RallyAce (@guest_175843)
1 year ago

We need to look at this through the eyes of a politician. Policies are used to win demographics that will result in more votes. What is realistic generally does not matter, what gets votes does matter. The new target demographic is voters from 18 to 35 years old. There are a lot of them, they are idealistic and most importantly, they will be voting for the next 50 years. Get them now and you are assured a long career as an elected official. Will the new CAFE requirement work? Probably not. Will it force the real plan for more electric vehicles? Yes. Can the current electrical infrastructure handle a massive increase in electric vehicles? A resounding NO. Experts say it could take more than 20 years of concerted effort to get the electrical infrastructure in a position to replace half of the current gas and diesel vehicles with electric powered vehicles. Wait until the power companies propose new nuclear plants. Watch the objections that will follow.

Magee (@guest_176207)
1 year ago
Reply to  RallyAce

I think you are correct!

Bruce Williams (@guest_175836)
1 year ago

I have been getting 48 mpg since 2015 when I bought a Prius. Got to say, I laugh all the way to the bank every time I fill up. Until recently, I had never put more than $20 in the tank to go 480+ miles. Last week I put in $38. (Thanks Joe!) Now, if they could just make it towable, so I could tow it behind my 40ft DP. I want to get a license plate for it that reads “NTALBRL” so I am not mistaken.

Mark O. (@guest_175829)
1 year ago

Big deal, we already get 40 mpg with our Honda Fit on the highway and no worse than 36 around town. Got a friend that just went out last fall and bought a new Jeep Wrangler and he’s bitching about the lousy 10 mpg he’s getting (12 when he took a highway trip). They can say whatever they want about this, reality is a totally different deal.

Snayte (@guest_176151)
1 year ago
Reply to  Mark O.

How heavy is his foot? I have a Wrangler and get about 18 combined. In the low twenties on the highway.

mtbmitch (@guest_177063)
1 year ago
Reply to  Snayte

Lots of people like bigger wheels and tires which kills mileage.

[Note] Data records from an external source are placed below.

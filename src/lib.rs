//! SMTP submission server with STARTTLS, implicit TLS and pluggable storage.
//!
//! ```no_run
//! use std::sync::Arc;
//! use smtp_inbox::{MemoryStore, SmtpConfig, SmtpServer};
//!
//! # async fn run() -> smtp_inbox::Result<()> {
//! let config = SmtpConfig {
//!     port: Some(2525),
//!     ..SmtpConfig::default()
//! };
//! let server = SmtpServer::bind(config, Arc::new(MemoryStore::new())).await?;
//! let handle = server.spawn();
//! // ...
//! handle.shutdown().await?;
//! # Ok(())
//! # }
//! ```

pub mod command;
pub mod config;
mod connection;
pub mod error;
pub mod reply;
pub mod server;
pub mod session;
pub mod store;
pub mod tls;
pub mod utils;

pub use config::SmtpConfig;
pub use connection::MAX_LINE_LENGTH;
pub use error::{Error, Result, SessionError, StorageError};
pub use reply::Reply;
pub use server::{ServerHandle, SmtpServer};
pub use session::{Capabilities, Effect, Envelope, SmtpSession, Transition};
pub use store::{FileStore, MailStore, MemoryStore, StoredEmail};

Brad G. Hancock NH (@guest_175821)
1 year ago

This “Comments” section has taken on a very negative, in-your-face tone recently. Keep your politics and your “Liberal and Conservative” pontificating BS to yourselves. If you want to rant and rave, turn on either Fox News or MSNBC and yell at the TV screen. I read RV Travel for news and insights about the RV lifestyle.
Have a nice day.

Tom H. (@guest_175952)
1 year ago

Amen to that!

David (@guest_176299)
1 year ago

This is an article about government intervention in the private sector. It was always about politics.

Gary H. (@guest_175808)
1 year ago

They never think (or do not care) of the conseqences they create from their policies. I’m sure we all want to preserve the future of this great nation but to what expense do we make that happen. They need to pause, think and show a plan, that is realistic for everyone. Investing into different energy is a good thing, but the consequences must be addressed in the mean time for us to move forward and survive.